TASK: Below is a block of entries; repeat exactly the lines starting at the line that contains "filename src/commands/mod.rs" and ending at the line that contains "impl From<sqlx::Error> for", both included.

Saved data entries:

Segment Open

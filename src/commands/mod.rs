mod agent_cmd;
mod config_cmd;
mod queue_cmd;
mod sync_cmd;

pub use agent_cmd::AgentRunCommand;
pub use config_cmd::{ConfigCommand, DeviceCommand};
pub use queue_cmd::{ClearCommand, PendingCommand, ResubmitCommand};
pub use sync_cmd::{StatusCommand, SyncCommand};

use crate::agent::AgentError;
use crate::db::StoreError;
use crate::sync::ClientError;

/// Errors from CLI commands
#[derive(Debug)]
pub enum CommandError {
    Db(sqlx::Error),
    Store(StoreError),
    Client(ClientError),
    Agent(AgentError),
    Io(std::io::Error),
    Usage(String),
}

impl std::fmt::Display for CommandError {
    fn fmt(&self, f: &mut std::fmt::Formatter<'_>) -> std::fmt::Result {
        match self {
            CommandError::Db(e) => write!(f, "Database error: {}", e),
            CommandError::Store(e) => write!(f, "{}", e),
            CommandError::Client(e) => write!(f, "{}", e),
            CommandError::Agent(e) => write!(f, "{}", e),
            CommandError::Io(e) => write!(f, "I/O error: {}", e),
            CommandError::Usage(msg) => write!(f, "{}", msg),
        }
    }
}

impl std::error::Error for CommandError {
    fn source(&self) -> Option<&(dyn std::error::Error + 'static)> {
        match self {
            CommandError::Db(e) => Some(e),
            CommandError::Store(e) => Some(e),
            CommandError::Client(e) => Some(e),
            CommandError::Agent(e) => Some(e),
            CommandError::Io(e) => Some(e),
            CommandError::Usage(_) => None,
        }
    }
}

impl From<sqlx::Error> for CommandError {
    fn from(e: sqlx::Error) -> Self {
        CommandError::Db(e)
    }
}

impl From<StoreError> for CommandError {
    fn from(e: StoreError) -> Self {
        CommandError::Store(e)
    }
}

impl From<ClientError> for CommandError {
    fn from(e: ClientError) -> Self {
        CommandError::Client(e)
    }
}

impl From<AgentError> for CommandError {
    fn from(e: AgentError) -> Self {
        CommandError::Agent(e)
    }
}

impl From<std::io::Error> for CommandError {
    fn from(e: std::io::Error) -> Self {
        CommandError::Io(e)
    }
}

Segment Closed
Segment Open

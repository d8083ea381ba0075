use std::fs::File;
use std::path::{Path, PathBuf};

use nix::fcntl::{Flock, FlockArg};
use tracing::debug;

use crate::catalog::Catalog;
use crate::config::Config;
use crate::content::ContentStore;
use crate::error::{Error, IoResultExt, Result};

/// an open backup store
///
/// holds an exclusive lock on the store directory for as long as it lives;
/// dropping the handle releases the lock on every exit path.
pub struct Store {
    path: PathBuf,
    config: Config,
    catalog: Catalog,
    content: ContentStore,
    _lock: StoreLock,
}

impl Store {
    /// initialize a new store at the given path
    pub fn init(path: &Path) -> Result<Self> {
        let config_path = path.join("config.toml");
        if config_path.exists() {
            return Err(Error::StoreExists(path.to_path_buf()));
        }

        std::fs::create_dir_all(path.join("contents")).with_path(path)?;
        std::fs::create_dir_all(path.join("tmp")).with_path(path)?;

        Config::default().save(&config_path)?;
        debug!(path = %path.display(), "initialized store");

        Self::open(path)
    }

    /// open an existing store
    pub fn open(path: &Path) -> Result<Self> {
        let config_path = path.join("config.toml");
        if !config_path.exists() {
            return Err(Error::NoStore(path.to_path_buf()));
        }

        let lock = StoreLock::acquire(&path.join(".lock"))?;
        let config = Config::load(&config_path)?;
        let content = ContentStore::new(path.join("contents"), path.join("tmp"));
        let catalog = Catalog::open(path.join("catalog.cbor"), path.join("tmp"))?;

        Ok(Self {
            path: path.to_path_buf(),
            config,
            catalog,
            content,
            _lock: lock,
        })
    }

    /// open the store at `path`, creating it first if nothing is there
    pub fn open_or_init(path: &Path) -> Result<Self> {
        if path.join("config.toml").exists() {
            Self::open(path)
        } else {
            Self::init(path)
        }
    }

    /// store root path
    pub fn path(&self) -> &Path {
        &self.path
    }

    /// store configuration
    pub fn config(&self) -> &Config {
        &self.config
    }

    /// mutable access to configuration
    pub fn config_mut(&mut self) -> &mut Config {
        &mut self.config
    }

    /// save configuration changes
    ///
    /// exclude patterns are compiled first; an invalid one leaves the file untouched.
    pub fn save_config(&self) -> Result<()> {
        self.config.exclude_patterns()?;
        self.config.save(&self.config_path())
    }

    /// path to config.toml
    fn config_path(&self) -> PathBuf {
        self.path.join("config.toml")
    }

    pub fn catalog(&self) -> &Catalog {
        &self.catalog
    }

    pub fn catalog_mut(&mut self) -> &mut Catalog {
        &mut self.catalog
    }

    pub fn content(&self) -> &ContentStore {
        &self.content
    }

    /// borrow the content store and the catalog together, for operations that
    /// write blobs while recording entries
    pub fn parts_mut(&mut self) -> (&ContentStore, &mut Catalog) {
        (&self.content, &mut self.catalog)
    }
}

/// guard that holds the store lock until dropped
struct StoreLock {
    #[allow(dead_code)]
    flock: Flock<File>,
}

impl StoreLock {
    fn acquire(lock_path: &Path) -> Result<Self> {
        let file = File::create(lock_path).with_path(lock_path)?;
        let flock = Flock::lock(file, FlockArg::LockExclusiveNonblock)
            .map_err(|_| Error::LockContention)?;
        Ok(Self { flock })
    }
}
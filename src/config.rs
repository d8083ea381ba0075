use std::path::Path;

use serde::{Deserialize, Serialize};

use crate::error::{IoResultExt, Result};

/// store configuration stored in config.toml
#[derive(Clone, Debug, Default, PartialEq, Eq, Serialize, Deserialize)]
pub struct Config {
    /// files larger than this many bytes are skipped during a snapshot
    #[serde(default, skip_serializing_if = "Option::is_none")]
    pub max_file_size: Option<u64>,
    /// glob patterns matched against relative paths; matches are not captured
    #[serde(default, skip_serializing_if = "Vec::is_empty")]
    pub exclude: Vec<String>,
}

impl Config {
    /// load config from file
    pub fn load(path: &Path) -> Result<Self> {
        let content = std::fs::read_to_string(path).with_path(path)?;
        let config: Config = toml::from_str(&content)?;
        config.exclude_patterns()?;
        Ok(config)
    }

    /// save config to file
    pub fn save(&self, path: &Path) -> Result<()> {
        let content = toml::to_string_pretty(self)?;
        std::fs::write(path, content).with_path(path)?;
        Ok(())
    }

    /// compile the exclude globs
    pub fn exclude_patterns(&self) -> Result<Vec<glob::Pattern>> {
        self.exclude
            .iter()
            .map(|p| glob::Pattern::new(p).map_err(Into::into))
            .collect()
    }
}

Segment Closed
Segment Open

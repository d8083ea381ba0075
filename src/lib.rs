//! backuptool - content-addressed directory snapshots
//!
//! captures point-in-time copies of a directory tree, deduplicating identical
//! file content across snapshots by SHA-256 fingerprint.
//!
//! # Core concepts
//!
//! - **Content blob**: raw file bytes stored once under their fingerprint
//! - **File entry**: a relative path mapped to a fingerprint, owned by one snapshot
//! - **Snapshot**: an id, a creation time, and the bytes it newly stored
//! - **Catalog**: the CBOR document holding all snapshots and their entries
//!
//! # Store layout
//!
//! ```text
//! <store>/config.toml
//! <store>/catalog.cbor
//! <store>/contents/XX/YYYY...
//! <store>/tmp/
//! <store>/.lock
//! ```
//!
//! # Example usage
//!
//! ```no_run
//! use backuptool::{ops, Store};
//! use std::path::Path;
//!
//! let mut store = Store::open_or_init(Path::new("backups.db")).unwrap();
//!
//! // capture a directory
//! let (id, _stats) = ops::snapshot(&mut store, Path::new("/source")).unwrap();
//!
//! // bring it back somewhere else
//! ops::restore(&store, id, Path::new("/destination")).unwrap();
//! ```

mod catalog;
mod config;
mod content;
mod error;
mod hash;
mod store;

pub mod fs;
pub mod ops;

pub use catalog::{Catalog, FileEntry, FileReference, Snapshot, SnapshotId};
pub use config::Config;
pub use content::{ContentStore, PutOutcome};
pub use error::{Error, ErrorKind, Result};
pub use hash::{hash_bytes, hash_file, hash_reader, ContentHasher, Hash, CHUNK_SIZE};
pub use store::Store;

Segment Closed

PROBLEM SOLUTION:
filename src/commands/mod.rs
mod agent_cmd;
mod config_cmd;
mod queue_cmd;
mod sync_cmd;

pub use agent_cmd::AgentRunCommand;
pub use config_cmd::{ConfigCommand, DeviceCommand};
pub use queue_cmd::{ClearCommand, PendingCommand, ResubmitCommand};
pub use sync_cmd::{StatusCommand, SyncCommand};

use crate::agent::AgentError;
use crate::db::StoreError;
use crate::sync::ClientError;

/// Errors from CLI commands
#[derive(Debug)]
pub enum CommandError {
    Db(sqlx::Error),
    Store(StoreError),
    Client(ClientError),
    Agent(AgentError),
    Io(std::io::Error),
    Usage(String),
}

impl std::fmt::Display for CommandError {
    fn fmt(&self, f: &mut std::fmt::Formatter<'_>) -> std::fmt::Result {
        match self {
            CommandError::Db(e) => write!(f, "Database error: {}", e),
            CommandError::Store(e) => write!(f, "{}", e),
            CommandError::Client(e) => write!(f, "{}", e),
            CommandError::Agent(e) => write!(f, "{}", e),
            CommandError::Io(e) => write!(f, "I/O error: {}", e),
            CommandError::Usage(msg) => write!(f, "{}", msg),
        }
    }
}

impl std::error::Error for CommandError {
    fn source(&self) -> Option<&(dyn std::error::Error + 'static)> {
        match self {
            CommandError::Db(e) => Some(e),
            CommandError::Store(e) => Some(e),
            CommandError::Client(e) => Some(e),
            CommandError::Agent(e) => Some(e),
            CommandError::Io(e) => Some(e),
            CommandError::Usage(_) => None,
        }
    }
}

impl From<sqlx::Error> for CommandError {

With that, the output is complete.